On Sat, 19 Dec 2009 09:02:38 -0800, Carl Johan Rehn wrote:

> Well, in Matlab I used "tic; for i = 1:1000, randn(100, 10000), end;
> toc" and in IPython i used a similar construct but with "time" instead
> of tic/(toc.


I don't know if this will make any significant difference, but for the 
record that is not the optimal way to time a function in Python due to 
the overhead of creating the loop sequence.

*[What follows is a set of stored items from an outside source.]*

//! Core primitives for muting observer events.
//!
//! `quell_core` provides everything needed to wrap an observer in a
//! transparent stand-in that suppresses selected lifecycle events:
//!
//! - [`observer`] - The [`Observer`](observer::Observer) capability trait and
//!   [`ObserverId`](observer::ObserverId) type identity
//! - [`events`] - Muted-event sets and mute-request normalization
//! - [`proxy`] - The forwarding [`Proxy`](proxy::Proxy) decorator
//! - [`error`] - Dispatch failures
//!
//! # Design
//!
//! Observers expose their lifecycle callbacks through a single explicit
//! dispatch point, [`Observer::dispatch`](observer::Observer::dispatch),
//! rather than through open-ended reflection. A [`Proxy`](proxy::Proxy)
//! implements the same capability as the observer it wraps and intercepts at
//! that one point: a muted event returns [`Value::Null`](serde_json::Value)
//! without ever reaching the target, anything else is forwarded unchanged.
//!
//! # Example
//!
//! ```
//! use std::sync::Arc;
//!
//! use quell_core::error::DispatchError;
//! use quell_core::events::MutedEvents;
//! use quell_core::observer::Observer;
//! use quell_core::proxy::Proxy;
//! use serde_json::Value;
//!
//! #[derive(Debug, Default)]
//! struct PostObserver;
//!
//! impl Observer for PostObserver {
//!     fn operations(&self) -> &'static [&'static str] {
//!         &["created", "updated"]
//!     }
//!
//!     fn invoke(&self, operation: &str, _args: &[Value]) -> Result<Value, DispatchError> {
//!         Ok(Value::String(operation.to_string()))
//!     }
//! }
//!
//! let proxy = Proxy::new(Arc::new(PostObserver), MutedEvents::new(["created"]));
//!
//! // Muted events are swallowed without touching the target.
//! assert_eq!(proxy.dispatch("created", &[]).unwrap(), Value::Null);
//!
//! // Everything else passes straight through.
//! assert_eq!(
//!     proxy.dispatch("updated", &[]).unwrap(),
//!     Value::String("updated".into()),
//! );
//! ```

/// Dispatch failures.
pub mod error;

/// Muted-event sets and mute-request normalization.
pub mod events;

/// Observer capability trait and type identity.
pub mod observer;

/// Forwarding proxy decorator.
pub mod proxy;

/// Re-export all common types for easy access.
pub mod prelude {
    pub use crate::error::*;
    pub use crate::events::*;
    pub use crate::observer::*;
    pub use crate::proxy::*;
}
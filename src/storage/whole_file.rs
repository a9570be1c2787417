//! Whole-File Backend
//!
//! One JSON object per database holds the entire keyspace:
//!
//! ```text
//! {root}/{server}/db{N}.json
//!
//! {
//!   "Y291bnRlcg==": {"__type":"item","value":{"__type":"bytes","data":"MQ=="},"expireat":null},
//!   ...
//! }
//! ```
//!
//! Map keys are encoded with the key codec rather than written as the raw
//! key text. JSON object keys must be valid strings, and a textual layout
//! would lose keys that are not UTF-8. The cost is that the file is not
//! readable by tools expecting plain-text keys, and a file with plain-text
//! keys only loads the entries whose names happen to decode as base64.
//!
//! [`load`](WholeFileBackend::load) and [`save`](WholeFileBackend::save) move
//! the whole mapping. The [`KeyStore`] operations are built on top as
//! read-modify-write cycles under a single hold of the database lock, so
//! every call rewrites the file. Fine for small test keyspaces; the per-key
//! backends scale better.
//!
//! Only one process should write a given storage root with this backend.
//! Two processes rewriting the same file can lose each other's updates.

use crate::error::{StorageError, StorageResult};
use crate::storage::backend::{BackendKind, KeyStore, Keys};
use crate::storage::codec::{decode_key, encode_key, from_tagged, to_tagged, TaggedValue};
use crate::storage::layout::{
    parse_db_dir_name, read_dir_if_exists, write_atomic, PathLayout,
};
use crate::storage::locks::LockRegistry;
use crate::storage::pattern::GlobPattern;
use crate::storage::value::{is_expired, ttl_seconds, ExpireAt, Value};
use bytes::Bytes;
use std::collections::{BTreeMap, HashMap};
use std::fs;
use std::io::ErrorKind;
use std::path::{Path, PathBuf};
use std::sync::Arc;
use tracing::debug;

/// The full contents of one database.
pub type Keyspace = HashMap<Bytes, Value>;

const EMPTY_OBJECT: &[u8] = b"{}";

/// Stores each database as a single `db{N}.json` file.
#[derive(Debug, Clone)]
pub struct WholeFileBackend {
    layout: PathLayout,
    locks: Arc<LockRegistry>,
}

impl WholeFileBackend {
    pub fn new(root: impl Into<PathBuf>) -> Self {
        Self::with_locks(PathLayout::new(root), Arc::new(LockRegistry::new()))
    }

    pub fn with_locks(layout: PathLayout, locks: Arc<LockRegistry>) -> Self {
        Self { layout, locks }
    }

    pub fn layout(&self) -> &PathLayout {
        &self.layout
    }

    /// Reads a whole database.
    ///
    /// A missing file is created holding an empty object. A file that is not
    /// valid JSON reads as an empty database, and entries that do not decode
    /// are dropped. Expired items are returned as stored; callers decide.
    pub fn load(&self, server: &str, db: u32) -> StorageResult<Keyspace> {
        let path = self.layout.db_file(server, db)?;
        self.locks.with_lock(server, db, || load_file(&path))
    }

    /// Replaces a whole database with `keyspace`.
    pub fn save(&self, server: &str, db: u32, keyspace: &Keyspace) -> StorageResult<()> {
        let path = self.layout.db_file(server, db)?;
        self.locks.with_lock(server, db, || save_file(&path, keyspace))
    }

    /// One locked read-modify-write cycle.
    ///
    /// Expired items are purged first. The file is rewritten when the purge
    /// removed something or `f` reports a change.
    fn update<T>(
        &self,
        server: &str,
        db: u32,
        f: impl FnOnce(&mut Keyspace) -> (T, bool),
    ) -> StorageResult<T> {
        let path = self.layout.db_file(server, db)?;
        self.locks.with_lock(server, db, || {
            let mut keyspace = load_file(&path)?;
            let purged = purge_expired(&mut keyspace);
            if purged > 0 {
                debug!(server, db, purged, "Purged expired keys");
            }

            let (out, changed) = f(&mut keyspace);
            if purged > 0 || changed {
                save_file(&path, &keyspace)?;
            }
            Ok(out)
        })
    }

    /// `(server, db, path)` of every `db{N}.json` under the root.
    fn db_files(&self) -> StorageResult<Vec<(String, u32, PathBuf)>> {
        let mut out = Vec::new();
        for (server, dir) in self.layout.server_dirs()? {
            for entry in read_dir_if_exists(&dir)? {
                let path = entry.map_err(|e| StorageError::io(&dir, e))?.path();
                if !path.is_file() || path.extension().and_then(|e| e.to_str()) != Some("json") {
                    continue;
                }
                let db = path
                    .file_name()
                    .and_then(|n| n.to_str())
                    .and_then(parse_db_dir_name);
                if let Some(db) = db {
                    out.push((server.clone(), db, path));
                }
            }
        }
        Ok(out)
    }
}

impl KeyStore for WholeFileBackend {
    fn kind(&self) -> BackendKind {
        BackendKind::WholeFile
    }

    fn save_key(
        &self,
        server: &str,
        db: u32,
        key: &[u8],
        value: &Value,
        expire_at: Option<ExpireAt>,
    ) -> StorageResult<()> {
        let item = Value::item(value.clone(), expire_at);
        self.update(server, db, |keyspace| {
            keyspace.insert(Bytes::copy_from_slice(key), item);
            ((), true)
        })
    }

    fn load_entry(
        &self,
        server: &str,
        db: u32,
        key: &[u8],
    ) -> StorageResult<Option<(Value, Option<ExpireAt>)>> {
        self.update(server, db, |keyspace| {
            let entry = keyspace.get(key).map(|value| {
                let (value, expire_at) = split_item(value);
                (value.clone(), expire_at)
            });
            (entry, false)
        })
    }

    fn set_expiry(
        &self,
        server: &str,
        db: u32,
        key: &[u8],
        expire_at: Option<ExpireAt>,
    ) -> StorageResult<Option<Option<ExpireAt>>> {
        self.update(server, db, |keyspace| {
            let Some(stored) = keyspace.get_mut(key) else {
                return (None, false);
            };
            let (value, previous) = split_item(stored);
            if is_expired(expire_at) {
                keyspace.remove(key);
                return (Some(previous), true);
            }
            let changed = previous != expire_at;
            if changed {
                *stored = Value::item(value.clone(), expire_at);
            }
            (Some(previous), changed)
        })
    }

    fn del_key(&self, server: &str, db: u32, key: &[u8]) -> StorageResult<bool> {
        self.update(server, db, |keyspace| {
            let existed = keyspace.remove(key).is_some();
            (existed, existed)
        })
    }

    fn ttl(&self, server: &str, db: u32, key: &[u8]) -> StorageResult<i64> {
        self.update(server, db, |keyspace| {
            let ttl = match keyspace.get(key) {
                Some(value) => ttl_seconds(split_item(value).1),
                None => -2,
            };
            (ttl, false)
        })
    }

    fn keys<'a>(&'a self, server: &'a str, db: u32) -> StorageResult<Keys<'a>> {
        let keys: Vec<Bytes> = self.update(server, db, |keyspace| {
            (keyspace.keys().cloned().collect(), false)
        })?;
        Ok(Box::new(keys.into_iter()))
    }

    fn scan_keys<'a>(&'a self, server: &'a str, db: u32, pattern: &str) -> StorageResult<Keys<'a>> {
        let pattern = GlobPattern::new(pattern);
        Ok(Box::new(
            self.keys(server, db)?
                .filter(move |key| pattern.matches_key(key)),
        ))
    }

    fn flush_db(&self, server: &str, db: u32) -> StorageResult<()> {
        let path = self.layout.db_file(server, db)?;
        self.locks
            .with_lock(server, db, || write_atomic(&path, EMPTY_OBJECT))?;
        debug!(server, db, "Flushed database");
        Ok(())
    }

    fn flush_all(&self) -> StorageResult<()> {
        let files = self.db_files()?;
        for (server, db, path) in &files {
            self.locks
                .with_lock(server, *db, || write_atomic(path, EMPTY_OBJECT))?;
        }
        debug!(databases = files.len(), "Flushed all databases");
        Ok(())
    }
}

/// Separates a stored entry into its payload and expiry.
///
/// Entries written by `save_key` are items; entries written through
/// [`WholeFileBackend::save`] may be bare values, which never expire.
fn split_item(value: &Value) -> (&Value, Option<ExpireAt>) {
    match value {
        Value::Item(item) => (&item.value, item.expire_at),
        other => (other, None),
    }
}

fn purge_expired(keyspace: &mut Keyspace) -> usize {
    let before = keyspace.len();
    keyspace.retain(|_, value| !is_expired(split_item(value).1));
    before - keyspace.len()
}

fn load_file(path: &Path) -> StorageResult<Keyspace> {
    let raw = match fs::read(path) {
        Ok(raw) => raw,
        Err(e) if e.kind() == ErrorKind::NotFound => {
            write_atomic(path, EMPTY_OBJECT)?;
            debug!(path = %path.display(), "Created empty database file");
            return Ok(Keyspace::new());
        }
        Err(e) => return Err(StorageError::io(path, e)),
    };

    let entries: BTreeMap<String, serde_json::Value> = match serde_json::from_slice(&raw) {
        Ok(entries) => entries,
        Err(e) => {
            debug!(path = %path.display(), error = %e, "Treating corrupt database file as empty");
            return Ok(Keyspace::new());
        }
    };

    let mut keyspace = Keyspace::with_capacity(entries.len());
    for (name, node) in entries {
        match decode_entry(&name, node) {
            Ok((key, value)) => {
                keyspace.insert(key, value);
            }
            Err(e) => debug!(path = %path.display(), error = %e, "Skipping undecodable entry"),
        }
    }
    Ok(keyspace)
}

fn decode_entry(name: &str, node: serde_json::Value) -> StorageResult<(Bytes, Value)> {
    let key = decode_key(name)?;
    let tagged: TaggedValue = serde_json::from_value(node)?;
    Ok((key, from_tagged(tagged)?))
}

fn save_file(path: &Path, keyspace: &Keyspace) -> StorageResult<()> {
    let entries: BTreeMap<String, TaggedValue> = keyspace
        .iter()
        .map(|(key, value)| (encode_key(key), to_tagged(value)))
        .collect();
    let data = serde_json::to_vec(&entries)?;
    write_atomic(path, &data)
}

In Python, the typical for-loop construct is something like this:

for i in range(1, 1000)

but range isn't a funny way of writing "loop over these values", it 
actually creates a list of integers, which has a measurable cost. In 
Python 2.x you can reduce that cost by using xrange instead of range, but 
it's even better to pre-compute the list outside of the timing code. Even 
better still is to use a loop sequence like [None]*1000 (precomputed 
outside of the timing code naturally!) to minimize the cost of memory 
accesses.

The best way to perform timings of small code snippets in Python is using 
the timeit module, which does all these things for you. Something like 
this:

from timeit import Timer
t = Timer('randn(100, 10000)', 'from numpy import randn')
print min(t.repeat())

This will return the time taken by one million calls to randn. Because of 
the nature of modern operating systems, any one individual timing can be 
seriously impacted by other processes, so it does three independent 
timings and returns the lowest. And it will automatically pick the best 
timer to use according to your operating system (either clock, which is 
best on Windows, or time, which is better on Posix systems).